RECORDS SUPPLIED -
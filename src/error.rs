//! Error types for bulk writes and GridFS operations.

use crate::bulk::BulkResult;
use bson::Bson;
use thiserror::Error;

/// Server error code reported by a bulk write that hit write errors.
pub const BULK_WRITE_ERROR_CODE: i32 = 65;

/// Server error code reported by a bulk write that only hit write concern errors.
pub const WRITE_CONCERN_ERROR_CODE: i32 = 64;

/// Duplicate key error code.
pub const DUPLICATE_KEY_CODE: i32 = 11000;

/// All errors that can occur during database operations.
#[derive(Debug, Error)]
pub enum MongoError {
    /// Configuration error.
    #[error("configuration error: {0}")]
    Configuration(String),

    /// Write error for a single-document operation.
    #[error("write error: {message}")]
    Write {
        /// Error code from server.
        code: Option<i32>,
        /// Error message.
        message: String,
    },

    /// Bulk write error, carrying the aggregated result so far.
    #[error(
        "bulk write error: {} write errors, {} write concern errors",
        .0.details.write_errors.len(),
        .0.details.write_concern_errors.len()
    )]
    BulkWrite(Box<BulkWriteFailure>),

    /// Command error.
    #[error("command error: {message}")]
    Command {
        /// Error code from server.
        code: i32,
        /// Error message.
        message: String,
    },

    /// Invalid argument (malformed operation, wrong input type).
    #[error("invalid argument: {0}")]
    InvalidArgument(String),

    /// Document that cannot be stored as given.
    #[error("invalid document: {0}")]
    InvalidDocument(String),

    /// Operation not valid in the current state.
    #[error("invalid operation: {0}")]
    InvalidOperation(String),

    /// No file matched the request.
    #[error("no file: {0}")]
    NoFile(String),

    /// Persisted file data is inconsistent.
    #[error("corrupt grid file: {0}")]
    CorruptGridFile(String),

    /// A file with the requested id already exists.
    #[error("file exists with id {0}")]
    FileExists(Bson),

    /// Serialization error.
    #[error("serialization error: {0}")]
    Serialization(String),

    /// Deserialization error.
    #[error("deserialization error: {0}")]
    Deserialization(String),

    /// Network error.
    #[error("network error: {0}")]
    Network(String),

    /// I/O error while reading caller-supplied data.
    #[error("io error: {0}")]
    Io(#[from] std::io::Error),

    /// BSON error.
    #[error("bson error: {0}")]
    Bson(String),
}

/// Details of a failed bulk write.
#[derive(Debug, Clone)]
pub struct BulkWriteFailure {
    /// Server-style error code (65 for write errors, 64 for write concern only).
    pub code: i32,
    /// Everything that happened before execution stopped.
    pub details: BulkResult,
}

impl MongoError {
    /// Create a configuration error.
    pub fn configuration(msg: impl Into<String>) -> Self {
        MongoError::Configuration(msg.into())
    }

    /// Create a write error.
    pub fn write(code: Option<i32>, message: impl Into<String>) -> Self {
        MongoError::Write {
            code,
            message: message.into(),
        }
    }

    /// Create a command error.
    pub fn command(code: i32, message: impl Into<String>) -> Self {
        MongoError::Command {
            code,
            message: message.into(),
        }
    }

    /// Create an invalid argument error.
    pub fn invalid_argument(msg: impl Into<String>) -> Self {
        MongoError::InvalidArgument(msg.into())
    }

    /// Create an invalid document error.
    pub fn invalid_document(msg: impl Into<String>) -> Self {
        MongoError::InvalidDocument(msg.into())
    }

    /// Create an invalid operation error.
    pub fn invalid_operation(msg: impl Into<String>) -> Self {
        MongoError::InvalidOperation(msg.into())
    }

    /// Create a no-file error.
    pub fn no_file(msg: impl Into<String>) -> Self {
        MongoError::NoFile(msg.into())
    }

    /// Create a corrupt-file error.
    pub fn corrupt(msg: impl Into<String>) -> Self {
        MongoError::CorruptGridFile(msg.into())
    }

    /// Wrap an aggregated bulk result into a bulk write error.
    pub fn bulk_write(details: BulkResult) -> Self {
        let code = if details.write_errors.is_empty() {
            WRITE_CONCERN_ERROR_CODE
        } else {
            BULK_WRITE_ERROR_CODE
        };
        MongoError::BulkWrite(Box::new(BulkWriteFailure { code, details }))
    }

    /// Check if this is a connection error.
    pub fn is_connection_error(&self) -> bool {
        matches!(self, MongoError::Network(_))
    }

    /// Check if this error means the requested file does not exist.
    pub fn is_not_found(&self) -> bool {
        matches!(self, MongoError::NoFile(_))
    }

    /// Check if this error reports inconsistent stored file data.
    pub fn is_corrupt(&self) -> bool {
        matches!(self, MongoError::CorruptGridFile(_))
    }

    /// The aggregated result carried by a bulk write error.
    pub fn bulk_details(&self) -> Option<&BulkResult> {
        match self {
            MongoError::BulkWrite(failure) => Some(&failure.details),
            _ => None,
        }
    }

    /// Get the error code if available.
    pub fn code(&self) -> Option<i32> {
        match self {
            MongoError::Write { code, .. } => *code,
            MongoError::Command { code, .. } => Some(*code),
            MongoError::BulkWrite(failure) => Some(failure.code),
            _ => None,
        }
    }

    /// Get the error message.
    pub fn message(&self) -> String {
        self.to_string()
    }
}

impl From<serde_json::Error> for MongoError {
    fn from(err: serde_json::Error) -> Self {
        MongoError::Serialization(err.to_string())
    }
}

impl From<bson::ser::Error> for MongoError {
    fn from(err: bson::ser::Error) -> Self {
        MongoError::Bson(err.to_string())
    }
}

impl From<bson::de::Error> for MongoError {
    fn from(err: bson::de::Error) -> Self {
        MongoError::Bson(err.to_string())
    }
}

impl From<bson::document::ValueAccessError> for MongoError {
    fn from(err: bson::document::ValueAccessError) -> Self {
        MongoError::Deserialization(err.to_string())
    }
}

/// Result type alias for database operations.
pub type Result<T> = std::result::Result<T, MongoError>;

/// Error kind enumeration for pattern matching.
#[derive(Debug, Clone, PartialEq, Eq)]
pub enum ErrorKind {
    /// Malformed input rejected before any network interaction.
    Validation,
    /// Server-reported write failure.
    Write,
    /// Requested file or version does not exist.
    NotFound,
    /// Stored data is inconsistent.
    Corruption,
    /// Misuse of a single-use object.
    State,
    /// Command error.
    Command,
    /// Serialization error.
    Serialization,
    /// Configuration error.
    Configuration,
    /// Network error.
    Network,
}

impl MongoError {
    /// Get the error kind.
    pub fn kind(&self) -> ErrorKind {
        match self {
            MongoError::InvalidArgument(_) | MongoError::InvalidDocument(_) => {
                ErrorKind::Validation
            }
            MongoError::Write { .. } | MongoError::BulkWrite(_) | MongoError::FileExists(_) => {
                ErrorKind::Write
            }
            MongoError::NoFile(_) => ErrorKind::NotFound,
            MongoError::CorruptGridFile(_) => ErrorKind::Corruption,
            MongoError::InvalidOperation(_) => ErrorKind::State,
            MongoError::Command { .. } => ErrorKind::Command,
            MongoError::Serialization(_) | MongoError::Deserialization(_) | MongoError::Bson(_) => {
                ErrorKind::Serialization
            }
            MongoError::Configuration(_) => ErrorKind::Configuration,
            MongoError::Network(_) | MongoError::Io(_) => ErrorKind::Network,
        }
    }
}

==

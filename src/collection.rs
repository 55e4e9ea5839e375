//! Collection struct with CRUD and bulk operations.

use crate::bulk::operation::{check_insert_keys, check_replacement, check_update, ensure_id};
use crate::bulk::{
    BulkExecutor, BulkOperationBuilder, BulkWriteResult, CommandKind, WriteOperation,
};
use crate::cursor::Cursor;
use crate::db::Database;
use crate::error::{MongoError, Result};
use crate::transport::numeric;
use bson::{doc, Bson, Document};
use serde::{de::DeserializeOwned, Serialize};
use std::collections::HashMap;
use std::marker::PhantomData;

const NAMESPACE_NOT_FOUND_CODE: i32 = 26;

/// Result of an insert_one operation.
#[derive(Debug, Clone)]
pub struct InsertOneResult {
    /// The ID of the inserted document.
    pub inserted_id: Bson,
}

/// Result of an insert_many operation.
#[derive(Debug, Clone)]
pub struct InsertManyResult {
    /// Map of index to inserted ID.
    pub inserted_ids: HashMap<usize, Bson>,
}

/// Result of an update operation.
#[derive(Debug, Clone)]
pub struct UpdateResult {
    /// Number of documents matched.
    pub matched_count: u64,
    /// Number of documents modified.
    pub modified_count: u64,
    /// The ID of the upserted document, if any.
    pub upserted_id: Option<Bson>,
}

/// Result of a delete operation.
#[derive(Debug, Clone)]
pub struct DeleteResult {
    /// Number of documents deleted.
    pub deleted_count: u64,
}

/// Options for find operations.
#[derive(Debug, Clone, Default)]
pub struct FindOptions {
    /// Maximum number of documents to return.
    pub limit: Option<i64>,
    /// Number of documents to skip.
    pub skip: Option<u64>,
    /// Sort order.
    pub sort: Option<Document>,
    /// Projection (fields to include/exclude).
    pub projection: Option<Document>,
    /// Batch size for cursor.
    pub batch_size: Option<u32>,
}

PROBLEM STATEMENT -
Return every line from the entries that holds the string "only".

REPLY TO THE EXERCISE -
/// Server error code reported by a bulk write that only hit write concern errors.
    /// Server-style error code (65 for write errors, 64 for write concern only).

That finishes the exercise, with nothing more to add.